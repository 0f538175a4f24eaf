//! 配置模块：聚合限流、熔断与流桥接配置，支持 YAML 与环境变量覆盖。
//!
//! # Configuration
//!
//! [`ResilienceConfig`] bundles the settings of all three guards. Sources, in
//! increasing precedence:
//!
//! 1. Built-in defaults (20 rpm, burst 5, threshold 5, 30 s recovery, 60 s chunk timeout, queue 64)
//! 2. A YAML document ([`ResilienceConfig::from_yaml_str`] / [`from_yaml_file`](ResilienceConfig::from_yaml_file))
//! 3. Environment variables ([`ResilienceConfig::apply_env_overrides`])
//!
//! | Variable | Field |
//! |----------|-------|
//! | `NT_RATE_LIMIT_RPM` | `rate_limit.requests_per_minute` |
//! | `NT_RATE_LIMIT_BURST` | `rate_limit.burst_size` |
//! | `NT_BREAKER_FAILURE_THRESHOLD` | `circuit_breaker.failure_threshold` |
//! | `NT_BREAKER_RECOVERY_SECS` | `circuit_breaker.recovery_timeout` |
//! | `NT_STREAM_CHUNK_TIMEOUT_MS` | `bridge.chunk_timeout` |
//! | `NT_STREAM_QUEUE_CAPACITY` | `bridge.queue_capacity` |
//!
//! ```yaml
//! rate_limit:
//!   requests_per_minute: 20
//!   burst_size: 5
//! circuit_breaker:
//!   failure_threshold: 5
//!   recovery_timeout: 30      # seconds
//! bridge:
//!   queue_capacity: 64
//!   chunk_timeout: 60         # seconds
//! ```

use crate::bridge::BridgeConfig;
use crate::resilience::{CircuitBreakerConfig, RateLimitConfig};
use crate::{Error, ErrorContext, Result};
use serde::{Deserialize, Serialize};
use std::path::Path;
use std::str::FromStr;
use std::time::Duration;

pub const ENV_RATE_LIMIT_RPM: &str = "NT_RATE_LIMIT_RPM";
pub const ENV_RATE_LIMIT_BURST: &str = "NT_RATE_LIMIT_BURST";
pub const ENV_BREAKER_FAILURE_THRESHOLD: &str = "NT_BREAKER_FAILURE_THRESHOLD";
pub const ENV_BREAKER_RECOVERY_SECS: &str = "NT_BREAKER_RECOVERY_SECS";
pub const ENV_STREAM_CHUNK_TIMEOUT_MS: &str = "NT_STREAM_CHUNK_TIMEOUT_MS";
pub const ENV_STREAM_QUEUE_CAPACITY: &str = "NT_STREAM_QUEUE_CAPACITY";

#[derive(Debug, Clone, Default, PartialEq, Eq, Serialize, Deserialize)]
#[serde(default)]
pub struct ResilienceConfig {
    pub rate_limit: RateLimitConfig,
    pub circuit_breaker: CircuitBreakerConfig,
    pub bridge: BridgeConfig,
}

impl ResilienceConfig {
    /// Parse and validate a YAML document. Missing sections keep their defaults.
    pub fn from_yaml_str(yaml: &str) -> Result<Self> {
        let cfg: Self = serde_yaml::from_str(yaml)?;
        cfg.validate()?;
        Ok(cfg)
    }

    pub fn from_yaml_file(path: impl AsRef<Path>) -> Result<Self> {
        let path = path.as_ref();
        let text = std::fs::read_to_string(path).map_err(|e| {
            Error::configuration_with_context(
                "failed to read configuration file",
                ErrorContext::new()
                    .with_details(format!("{}: {}", path.display(), e))
                    .with_source("config"),
            )
        })?;
        Self::from_yaml_str(&text)
    }

    /// Defaults overridden by the process environment.
    pub fn from_env() -> Result<Self> {
        let mut cfg = Self::default();
        cfg.apply_env_overrides()?;
        Ok(cfg)
    }

    /// Overlay `NT_*` environment variables, then validate.
    pub fn apply_env_overrides(&mut self) -> Result<()> {
        self.apply_overrides(|key| std::env::var(key).ok())
    }

    /// Overlay values from an arbitrary key lookup, then validate.
    ///
    /// Unset keys are skipped; a set but unparseable value is an error.
    pub fn apply_overrides<F>(&mut self, lookup: F) -> Result<()>
    where
        F: Fn(&str) -> Option<String>,
    {
        if let Some(v) = parse_var::<u32>(&lookup, ENV_RATE_LIMIT_RPM)? {
            self.rate_limit.requests_per_minute = v;
        }
        if let Some(v) = parse_var::<u32>(&lookup, ENV_RATE_LIMIT_BURST)? {
            self.rate_limit.burst_size = v;
        }
        if let Some(v) = parse_var::<u32>(&lookup, ENV_BREAKER_FAILURE_THRESHOLD)? {
            self.circuit_breaker.failure_threshold = v;
        }
        if let Some(v) = parse_var::<u64>(&lookup, ENV_BREAKER_RECOVERY_SECS)? {
            self.circuit_breaker.recovery_timeout = Duration::from_secs(v);
        }
        if let Some(v) = parse_var::<u64>(&lookup, ENV_STREAM_CHUNK_TIMEOUT_MS)? {
            self.bridge.chunk_timeout = Duration::from_millis(v);
        }
        if let Some(v) = parse_var::<usize>(&lookup, ENV_STREAM_QUEUE_CAPACITY)? {
            self.bridge.queue_capacity = v;
        }
        self.validate()
    }

    pub fn validate(&self) -> Result<()> {
        self.rate_limit.validate()?;
        self.circuit_breaker.validate()?;
        self.bridge.validate()
    }
}

fn parse_var<T: FromStr>(lookup: &impl Fn(&str) -> Option<String>, key: &str) -> Result<Option<T>> {
    let Some(raw) = lookup(key) else {
        return Ok(None);
    };
    let raw = raw.trim();
    if raw.is_empty() {
        return Ok(None);
    }
    raw.parse::<T>().map(Some).map_err(|_| {
        Error::configuration_with_context(
            format!("invalid value for {}", key),
            ErrorContext::new()
                .with_field_path(key)
                .with_details(format!("could not parse {:?}", raw))
                .with_source("config"),
        )
    })
}

#[cfg(test)]
mod tests {
    use super::*;
    use std::collections::HashMap;

    fn lookup(pairs: &[(&str, &str)]) -> impl Fn(&str) -> Option<String> {
        let map: HashMap<String, String> = pairs
            .iter()
            .map(|(k, v)| (k.to_string(), v.to_string()))
            .collect();
        move |key| map.get(key).cloned()
    }

    #[test]
    fn test_defaults() {
        let cfg = ResilienceConfig::default();
        assert_eq!(cfg.rate_limit.requests_per_minute, 20);
        assert_eq!(cfg.rate_limit.burst_size, 5);
        assert_eq!(cfg.circuit_breaker.failure_threshold, 5);
        assert_eq!(cfg.circuit_breaker.recovery_timeout, Duration::from_secs(30));
        assert_eq!(cfg.bridge.chunk_timeout, Duration::from_secs(60));
        assert_eq!(cfg.bridge.queue_capacity, 64);
        assert!(cfg.validate().is_ok());
    }

    #[test]
    fn test_partial_yaml_keeps_defaults() {
        let cfg = ResilienceConfig::from_yaml_str(
            r#"
rate_limit:
  requests_per_minute: 120
circuit_breaker:
  recovery_timeout: 2.5
"#,
        )
        .unwrap();
        assert_eq!(cfg.rate_limit.requests_per_minute, 120);
        assert_eq!(cfg.rate_limit.burst_size, 5);
        assert_eq!(cfg.circuit_breaker.recovery_timeout, Duration::from_millis(2500));
        assert_eq!(cfg.bridge, BridgeConfig::default());
    }

    #[test]
    fn test_yaml_validation_fails_fast() {
        let err = ResilienceConfig::from_yaml_str("rate_limit:\n  burst_size: 0\n").unwrap_err();
        assert!(matches!(err, Error::Configuration { .. }));
        assert_eq!(
            err.context().and_then(|c| c.field_path.as_deref()),
            Some("rate_limit.burst_size")
        );

        let err = ResilienceConfig::from_yaml_str("rate_limit: [1, 2]").unwrap_err();
        assert!(matches!(err, Error::Serialization(_)));
    }

    #[test]
    fn test_overrides_apply() {
        let mut cfg = ResilienceConfig::default();
        cfg.apply_overrides(lookup(&[
            (ENV_RATE_LIMIT_RPM, "60"),
            (ENV_RATE_LIMIT_BURST, " 2 "),
            (ENV_BREAKER_FAILURE_THRESHOLD, "3"),
            (ENV_BREAKER_RECOVERY_SECS, "10"),
            (ENV_STREAM_CHUNK_TIMEOUT_MS, "1500"),
            (ENV_STREAM_QUEUE_CAPACITY, ""),
        ]))
        .unwrap();
        assert_eq!(cfg.rate_limit.requests_per_minute, 60);
        assert_eq!(cfg.rate_limit.burst_size, 2);
        assert_eq!(cfg.circuit_breaker.failure_threshold, 3);
        assert_eq!(cfg.circuit_breaker.recovery_timeout, Duration::from_secs(10));
        assert_eq!(cfg.bridge.chunk_timeout, Duration::from_millis(1500));
        assert_eq!(cfg.bridge.queue_capacity, 64);
    }

    #[test]
    fn test_bad_override_rejected() {
        let mut cfg = ResilienceConfig::default();
        let err = cfg
            .apply_overrides(lookup(&[(ENV_RATE_LIMIT_RPM, "fast")]))
            .unwrap_err();
        assert!(err.to_string().contains(ENV_RATE_LIMIT_RPM));

        let mut cfg = ResilienceConfig::default();
        let err = cfg
            .apply_overrides(lookup(&[(ENV_BREAKER_FAILURE_THRESHOLD, "0")]))
            .unwrap_err();
        assert!(err.to_string().contains("failure_threshold"));
    }

    #[test]
    fn test_yaml_file_roundtrip() {
        let cfg = ResilienceConfig::default();
        let path = std::env::temp_dir().join(format!("nt-config-{}.yaml", uuid::Uuid::new_v4()));
        std::fs::write(&path, serde_yaml::to_string(&cfg).unwrap()).unwrap();
        let loaded = ResilienceConfig::from_yaml_file(&path).unwrap();
        let _ = std::fs::remove_file(&path);
        assert_eq!(loaded, cfg);

        assert!(ResilienceConfig::from_yaml_file("/nonexistent/nt.yaml").is_err());
    }
}
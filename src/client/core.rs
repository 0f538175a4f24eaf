use crate::bridge::{run_async, BridgeConfig, StreamBridge};
use crate::client::builder::CompletionClientBuilder;
use crate::client::signals::{CostSnapshot, SignalsSnapshot};
use crate::client::stream::GuardedStream;
use crate::resilience::{CircuitBreaker, RateLimiter};
use crate::source::CompletionSource;
use crate::tokens::CostTracker;
use crate::types::{Completion, CompletionRequest};
use crate::Result;
use futures::TryStreamExt;
use std::sync::Arc;
use std::time::Instant;

/// Guarded entry point for chat completions.
///
/// Cheap to share behind an `Arc`; all methods take `&self`.
pub struct CompletionClient {
    pub(crate) source: Arc<dyn CompletionSource>,
    pub(crate) rate_limiter: Arc<RateLimiter>,
    pub(crate) breaker: Arc<CircuitBreaker>,
    pub(crate) bridge: BridgeConfig,
    pub(crate) cost: Option<Arc<CostTracker>>,
}

impl CompletionClient {
    pub fn builder() -> CompletionClientBuilder {
        CompletionClientBuilder::new()
    }

    /// Per-call gates, in order: one limiter token, then breaker admission.
    fn preflight(&self) -> Result<()> {
        self.rate_limiter.acquire()?;
        self.breaker.check_state()?;
        Ok(())
    }

    /// Start a streaming completion.
    ///
    /// Fails fast with `RateLimitExceeded` or `CircuitBreakerOpen` before the
    /// upstream is touched. Errors opening the upstream stream surface from the
    /// first [`GuardedStream::next_chunk`] call, and count against the breaker.
    pub fn stream_chat(&self, request: CompletionRequest) -> Result<GuardedStream> {
        self.preflight()?;

        let model = request.model.clone();
        let source = Arc::clone(&self.source);
        let producer =
            futures::stream::once(async move { source.open_stream(&request).await }).try_flatten();
        let bridge = StreamBridge::spawn(producer, &self.bridge)?;
        tracing::debug!(bridge_id = %bridge.id(), model = %model, "streaming completion started");

        Ok(GuardedStream::new(
            bridge,
            Arc::clone(&self.breaker),
            self.cost.clone(),
            model,
        ))
    }

    /// Non-streamed completion, guarded by [`CircuitBreaker::call_async`].
    ///
    /// Blocks the calling thread; safe to call from inside a runtime.
    pub fn complete(&self, request: &CompletionRequest) -> Result<Completion> {
        self.rate_limiter.acquire()?;
        let source = Arc::clone(&self.source);
        let breaker = Arc::clone(&self.breaker);
        let request = request.clone();
        let started = Instant::now();

        let completion = run_async(async move {
            breaker.call_async(|| source.complete(&request)).await
        })??;

        tracing::debug!(
            latency_ms = started.elapsed().as_millis() as u64,
            chars = completion.content.len(),
            "completion finished"
        );
        if let (Some(cost), Some(usage)) = (&self.cost, completion.usage()) {
            cost.record(&usage);
        }
        Ok(completion)
    }

    pub fn signals(&self) -> SignalsSnapshot {
        SignalsSnapshot {
            rate_limiter: self.rate_limiter.snapshot(),
            circuit_breaker: self.breaker.snapshot(),
            cost: self.cost.as_ref().map(|c| CostSnapshot {
                accumulated: c.accumulated(),
                budget_limit: c.budget_limit(),
                status: c.status(),
            }),
        }
    }

    pub fn rate_limiter(&self) -> &Arc<RateLimiter> {
        &self.rate_limiter
    }

    pub fn breaker(&self) -> &Arc<CircuitBreaker> {
        &self.breaker
    }

    pub fn bridge_config(&self) -> &BridgeConfig {
        &self.bridge
    }

    pub fn cost_tracker(&self) -> Option<&Arc<CostTracker>> {
        self.cost.as_ref()
    }
}
//! Stream chunks produced by a completion source.

use serde::{Deserialize, Serialize};

/// One unit emitted by the upstream stream.
#[derive(Debug, Clone, PartialEq, Serialize, Deserialize)]
#[serde(tag = "kind", rename_all = "snake_case")]
pub enum StreamChunk {
    /// Partial assistant text
    Delta { text: String },
    /// Usage/latency record, normally the last chunk of a stream
    Metadata(CompletionMetadata),
}

impl StreamChunk {
    pub fn delta(text: impl Into<String>) -> Self {
        StreamChunk::Delta { text: text.into() }
    }

    pub fn metadata(meta: CompletionMetadata) -> Self {
        StreamChunk::Metadata(meta)
    }

    pub fn as_delta(&self) -> Option<&str> {
        match self {
            StreamChunk::Delta { text } => Some(text),
            StreamChunk::Metadata(_) => None,
        }
    }
}

#[derive(Debug, Clone, Default, PartialEq, Serialize, Deserialize)]
pub struct CompletionMetadata {
    pub model: String,
    #[serde(default, skip_serializing_if = "Option::is_none")]
    pub usage: Option<TokenUsage>,
    #[serde(default, skip_serializing_if = "Option::is_none")]
    pub latency_ms: Option<u64>,
    #[serde(default, skip_serializing_if = "Option::is_none")]
    pub finish_reason: Option<String>,
}

impl CompletionMetadata {
    pub fn new(model: impl Into<String>) -> Self {
        Self {
            model: model.into(),
            ..Default::default()
        }
    }

    pub fn with_usage(mut self, usage: TokenUsage) -> Self {
        self.usage = Some(usage);
        self
    }

    pub fn with_latency_ms(mut self, ms: u64) -> Self {
        self.latency_ms = Some(ms);
        self
    }

    pub fn with_finish_reason(mut self, reason: impl Into<String>) -> Self {
        self.finish_reason = Some(reason.into());
        self
    }
}

/// A fully collected, non-streamed answer.
#[derive(Debug, Clone, Default, PartialEq, Serialize, Deserialize)]
pub struct Completion {
    pub content: String,
    #[serde(default, skip_serializing_if = "Option::is_none")]
    pub metadata: Option<CompletionMetadata>,
}

impl Completion {
    /// Apply one chunk: deltas append text, metadata replaces the last record.
    pub fn push(&mut self, chunk: StreamChunk) {
        match chunk {
            StreamChunk::Delta { text } => self.content.push_str(&text),
            StreamChunk::Metadata(meta) => self.metadata = Some(meta),
        }
    }

    pub fn usage(&self) -> Option<TokenUsage> {
        self.metadata.as_ref().and_then(|m| m.usage)
    }
}

#[derive(Debug, Clone, Copy, Default, PartialEq, Eq, Serialize, Deserialize)]
pub struct TokenUsage {
    pub prompt_tokens: u32,
    pub completion_tokens: u32,
    pub total_tokens: u32,
}

impl TokenUsage {
    pub fn new(prompt_tokens: u32, completion_tokens: u32) -> Self {
        Self {
            prompt_tokens,
            completion_tokens,
            total_tokens: prompt_tokens.saturating_add(completion_tokens),
        }
    }
}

= = = = =

## ASSIGNED TASK
Copy the lines from the entries above in which the word "struct" appears.

## SOLUTION
pub struct ResilienceConfig {
pub struct CompletionClient {
pub struct CompletionMetadata {
pub struct Completion {
pub struct TokenUsage {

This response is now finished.